[Items listed in a dataset]

· · · ·

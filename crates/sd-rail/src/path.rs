//! Anchors (track-side objects used as waypoints) and validated path
//! segments.

use sd_core::{AnchorId, RailPos};

use crate::{Rail, RailError, RailResult};

// ── Anchor ────────────────────────────────────────────────────────────────────

/// A track-side object occupying the rail between two positions: a siding or
/// a platform.  Anchors are the waypoints of a path search.
#[derive(Copy, Clone, PartialEq, Debug)]
#[cfg_attr(feature = "serde", derive(serde::Serialize, serde::Deserialize))]
pub struct Anchor {
    pub id:   AnchorId,
    pub pos1: RailPos,
    pub pos2: RailPos,
    /// Scheduled stop at this anchor, in dwell units.  0 for no stop.
    #[cfg_attr(feature = "serde", serde(default))]
    pub dwell_time: f32,
}

impl Anchor {
    pub fn new(id: AnchorId, pos1: RailPos, pos2: RailPos) -> Self {
        Self { id, pos1, pos2, dwell_time: 0.0 }
    }

    /// Builder-style setter for the stop duration.
    pub fn with_dwell(mut self, dwell_time: f32) -> Self {
        self.dwell_time = dwell_time;
        self
    }

    /// Endpoints ordered by distance from `reference`, nearest first.
    pub fn ordered_positions(&self, reference: RailPos, reverse: bool) -> (RailPos, RailPos) {
        RailPos::ordered_pair(self.pos1, self.pos2, reference, reverse)
    }
}

// ── PathSegment ───────────────────────────────────────────────────────────────

/// One traversable step of a vehicle path: a rail between two positions,
/// an optional stop at its end, and its ordinal in the path.
///
/// Construction validates the kinematic inputs (positive length,
/// non-negative dwell), so the profiler never sees invalid data.  The same
/// validation runs when a segment is deserialized.
#[derive(Clone, PartialEq, Debug)]
#[cfg_attr(feature = "serde", derive(serde::Serialize, serde::Deserialize))]
#[cfg_attr(feature = "serde", serde(try_from = "RawPathSegment"))]
pub struct PathSegment {
    rail:       Rail,
    start:      RailPos,
    end:        RailPos,
    stop:       Option<AnchorId>,
    dwell_time: f32,
    index:      u32,
}

impl PathSegment {
    pub fn new(
        rail:       Rail,
        start:      RailPos,
        end:        RailPos,
        stop:       Option<AnchorId>,
        dwell_time: f32,
        index:      u32,
    ) -> RailResult<Self> {
        let invalid = |reason: String| RailError::InvalidSegment { start, end, reason };
        if !(rail.length.is_finite() && rail.length > 0.0) {
            return Err(invalid(format!("length must be positive, got {}", rail.length)));
        }
        if !(dwell_time.is_finite() && dwell_time >= 0.0) {
            return Err(invalid(format!("dwell time must be non-negative, got {dwell_time}")));
        }
        Ok(Self { rail, start, end, stop, dwell_time, index })
    }

    #[inline]
    pub fn rail(&self) -> &Rail {
        &self.rail
    }

    #[inline]
    pub fn length(&self) -> f32 {
        self.rail.length
    }

    #[inline]
    pub fn can_accelerate(&self) -> bool {
        self.rail.can_accelerate()
    }

    #[inline]
    pub fn max_speed(&self) -> f32 {
        self.rail.max_speed()
    }

    #[inline]
    pub fn dwell_time(&self) -> f32 {
        self.dwell_time
    }

    #[inline]
    pub fn start(&self) -> RailPos {
        self.start
    }

    #[inline]
    pub fn end(&self) -> RailPos {
        self.end
    }

    /// The anchor whose track this segment is, if any.
    #[inline]
    pub fn stop(&self) -> Option<AnchorId> {
        self.stop
    }

    #[inline]
    pub fn index(&self) -> u32 {
        self.index
    }

    /// `true` if both segments cover the same directed rail.
    #[inline]
    pub fn same_track(&self, other: &PathSegment) -> bool {
        self.start == other.start && self.end == other.end
    }

    pub(crate) fn with_index(mut self, index: u32) -> Self {
        self.index = index;
        self
    }
}

/// Unvalidated wire shape of a [`PathSegment`].
#[cfg(feature = "serde")]
#[derive(serde::Deserialize)]
struct RawPathSegment {
    rail:       Rail,
    start:      RailPos,
    end:        RailPos,
    stop:       Option<AnchorId>,
    dwell_time: f32,
    index:      u32,
}

#[cfg(feature = "serde")]
impl TryFrom<RawPathSegment> for PathSegment {
    type Error = RailError;

    fn try_from(raw: RawPathSegment) -> RailResult<Self> {
        PathSegment::new(raw.rail, raw.start, raw.end, raw.stop, raw.dwell_time, raw.index)
    }
}

// ── append_path ───────────────────────────────────────────────────────────────

/// Append `src` to `dst`, continuing `dst`'s index numbering.
///
/// When `dst` ends on the same rail `src` starts on (a platform shared by two
/// legs), the duplicate first segment of `src` is dropped.  Appending to an
/// empty `dst` keeps `src`'s own numbering.
pub fn append_path(dst: &mut Vec<PathSegment>, src: &[PathSegment]) {
    let Some(last) = dst.last() else {
        dst.extend_from_slice(src);
        return;
    };

    let skip = usize::from(src.first().is_some_and(|first| first.same_track(last)));
    let mut next_index = last.index + 1;
    for segment in &src[skip..] {
        dst.push(segment.clone().with_index(next_index));
        next_index += 1;
    }
}
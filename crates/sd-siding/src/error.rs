use sd_core::AnchorId;
use sd_mobility::MobilityError;
use sd_rail::RailError;
use thiserror::Error;

#[derive(Debug, Error)]
pub enum SidingError {
    #[error("rail length must be positive and finite, got {0}")]
    InvalidRailLength(f32),

    #[error("composition for {got} delivered to siding {expected}")]
    WrongSiding { expected: AnchorId, got: AnchorId },

    #[error("stale composition for {siding}: computed at depot generation {computed}, siding is at {current}")]
    StaleComposition {
        siding:   AnchorId,
        computed: u64,
        current:  u64,
    },

    #[error("route mailbox closed")]
    MailboxClosed,

    #[error("path data error: {0}")]
    Rail(#[from] RailError),

    #[error("mobility error: {0}")]
    Mobility(#[from] MobilityError),
}

pub type SidingResult<T> = Result<T, SidingError>;
//! Rail-subsystem error type.

use thiserror::Error;

use sd_core::RailPos;

/// Errors produced by `sd-rail`.
///
/// A path search that finds nothing is **not** an error; it returns an empty
/// path.  Errors here mean the input data itself is unusable.
#[derive(Debug, Error)]
pub enum RailError {
    #[error("invalid path segment {start} -> {end}: {reason}")]
    InvalidSegment {
        start:  RailPos,
        end:    RailPos,
        reason: String,
    },

    #[error("invalid rail: {0}")]
    InvalidRail(String),

    #[error("unknown rail type {0:?}")]
    UnknownRailType(String),

    #[error("rail network parse error: {0}")]
    Parse(String),

    #[error("I/O error: {0}")]
    Io(#[from] std::io::Error),
}

pub type RailResult<T> = Result<T, RailError>;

· · · ·

*Problem details:* All of the records above are to be repeated exactly.

*Exercise output:*
filename crates/sd-rail/src/path.rs
//! Anchors (track-side objects used as waypoints) and validated path
//! segments.

use sd_core::{AnchorId, RailPos};

use crate::{Rail, RailError, RailResult};

// ── Anchor ────────────────────────────────────────────────────────────────────

/// A track-side object occupying the rail between two positions: a siding or
/// a platform.  Anchors are the waypoints of a path search.
#[derive(Copy, Clone, PartialEq, Debug)]
#[cfg_attr(feature = "serde", derive(serde::Serialize, serde::Deserialize))]
pub struct Anchor {
    pub id:   AnchorId,
    pub pos1: RailPos,
    pub pos2: RailPos,
    /// Scheduled stop at this anchor, in dwell units.  0 for no stop.
    #[cfg_attr(feature = "serde", serde(default))]
    pub dwell_time: f32,
}

impl Anchor {
    pub fn new(id: AnchorId, pos1: RailPos, pos2: RailPos) -> Self {
        Self { id, pos1, pos2, dwell_time: 0.0 }
    }

    /// Builder-style setter for the stop duration.
    pub fn with_dwell(mut self, dwell_time: f32) -> Self {
        self.dwell_time = dwell_time;
        self
    }

    /// Endpoints ordered by distance from `reference`, nearest first.
    pub fn ordered_positions(&self, reference: RailPos, reverse: bool) -> (RailPos, RailPos) {
        RailPos::ordered_pair(self.pos1, self.pos2, reference, reverse)
    }
}

// ── PathSegment ───────────────────────────────────────────────────────────────

/// One traversable step of a vehicle path: a rail between two positions,
/// an optional stop at its end, and its ordinal in the path.
///
/// Construction validates the kinematic inputs (positive length,
/// non-negative dwell), so the profiler never sees invalid data.  The same
/// validation runs when a segment is deserialized.
#[derive(Clone, PartialEq, Debug)]
#[cfg_attr(feature = "serde", derive(serde::Serialize, serde::Deserialize))]
#[cfg_attr(feature = "serde", serde(try_from = "RawPathSegment"))]
pub struct PathSegment {
    rail:       Rail,
    start:      RailPos,
    end:        RailPos,
    stop:       Option<AnchorId>,
    dwell_time: f32,
    index:      u32,
}

impl PathSegment {
    pub fn new(
        rail:       Rail,
        start:      RailPos,
        end:        RailPos,
        stop:       Option<AnchorId>,
        dwell_time: f32,
        index:      u32,
    ) -> RailResult<Self> {
        let invalid = |reason: String| RailError::InvalidSegment { start, end, reason };
        if !(rail.length.is_finite() && rail.length > 0.0) {
            return Err(invalid(format!("length must be positive, got {}", rail.length)));
        }
        if !(dwell_time.is_finite() && dwell_time >= 0.0) {
            return Err(invalid(format!("dwell time must be non-negative, got {dwell_time}")));
        }
        Ok(Self { rail, start, end, stop, dwell_time, index })
    }

    #[inline]
    pub fn rail(&self) -> &Rail {
        &self.rail
    }

    #[inline]
    pub fn length(&self) -> f32 {
        self.rail.length
    }

    #[inline]
    pub fn can_accelerate(&self) -> bool {
        self.rail.can_accelerate()
    }

    #[inline]
    pub fn max_speed(&self) -> f32 {
        self.rail.max_speed()
    }

    #[inline]
    pub fn dwell_time(&self) -> f32 {
        self.dwell_time
    }

    #[inline]
    pub fn start(&self) -> RailPos {
        self.start
    }

    #[inline]
    pub fn end(&self) -> RailPos {
        self.end
    }

    /// The anchor whose track this segment is, if any.
    #[inline]
    pub fn stop(&self) -> Option<AnchorId> {
        self.stop
    }

    #[inline]
    pub fn index(&self) -> u32 {
        self.index
    }

    /// `true` if both segments cover the same directed rail.
    #[inline]
    pub fn same_track(&self, other: &PathSegment) -> bool {
        self.start == other.start && self.end == other.end
    }

    pub(crate) fn with_index(mut self, index: u32) -> Self {
        self.index = index;
        self
    }
}

/// Unvalidated wire shape of a [`PathSegment`].
#[cfg(feature = "serde")]
#[derive(serde::Deserialize)]
struct RawPathSegment {
    rail:       Rail,
    start:      RailPos,
    end:        RailPos,
    stop:       Option<AnchorId>,
    dwell_time: f32,
    index:      u32,
}

#[cfg(feature = "serde")]
impl TryFrom<RawPathSegment> for PathSegment {
    type Error = RailError;

    fn try_from(raw: RawPathSegment) -> RailResult<Self> {
        PathSegment::new(raw.rail, raw.start, raw.end, raw.stop, raw.dwell_time, raw.index)
    }
}

// ── append_path ───────────────────────────────────────────────────────────────

/// Append `src` to `dst`, continuing `dst`'s index numbering.
///
/// When `dst` ends on the same rail `src` starts on (a platform shared by two
/// legs), the duplicate first segment of `src` is dropped.  Appending to an
/// empty `dst` keeps `src`'s own numbering.
pub fn append_path(dst: &mut Vec<PathSegment>, src: &[PathSegment]) {
    let Some(last) = dst.last() else {
        dst.extend_from_slice(src);
        return;
    };

    let skip = usize::from(src.first().is_some_and(|first| first.same_track(last)));
    let mut next_index = last.index + 1;
    for segment in &src[skip..] {
        dst.push(segment.clone().with_index(next_index));
        next_index += 1;
    }
}
filename crates/sd-siding/src/error.rs
use sd_core::AnchorId;
use sd_mobility::MobilityError;
use sd_rail::RailError;
use thiserror::Error;

#[derive(Debug, Error)]
pub enum SidingError {
    #[error("rail length must be positive and finite, got {0}")]
    InvalidRailLength(f32),

    #[error("composition for {got} delivered to siding {expected}")]
    WrongSiding { expected: AnchorId, got: AnchorId },

    #[error("stale composition for {siding}: computed at depot generation {computed}, siding is at {current}")]
    StaleComposition {
        siding:   AnchorId,
        computed: u64,
        current:  u64,
    },

    #[error("route mailbox closed")]
    MailboxClosed,

    #[error("path data error: {0}")]
    Rail(#[from] RailError),

    #[error("mobility error: {0}")]
    Mobility(#[from] MobilityError),
}

pub type SidingResult<T> = Result<T, SidingError>;
//! Rail-subsystem error type.

use thiserror::Error;

use sd_core::RailPos;

/// Errors produced by `sd-rail`.
///
/// A path search that finds nothing is **not** an error; it returns an empty
/// path.  Errors here mean the input data itself is unusable.
#[derive(Debug, Error)]
pub enum RailError {
    #[error("invalid path segment {start} -> {end}: {reason}")]
    InvalidSegment {
        start:  RailPos,
        end:    RailPos,
        reason: String,
    },

    #[error("invalid rail: {0}")]
    InvalidRail(String),

    #[error("unknown rail type {0:?}")]
    UnknownRailType(String),

    #[error("rail network parse error: {0}")]
    Parse(String),

    #[error("I/O error: {0}")]
    Io(#[from] std::io::Error),
}

pub type RailResult<T> = Result<T, RailError>;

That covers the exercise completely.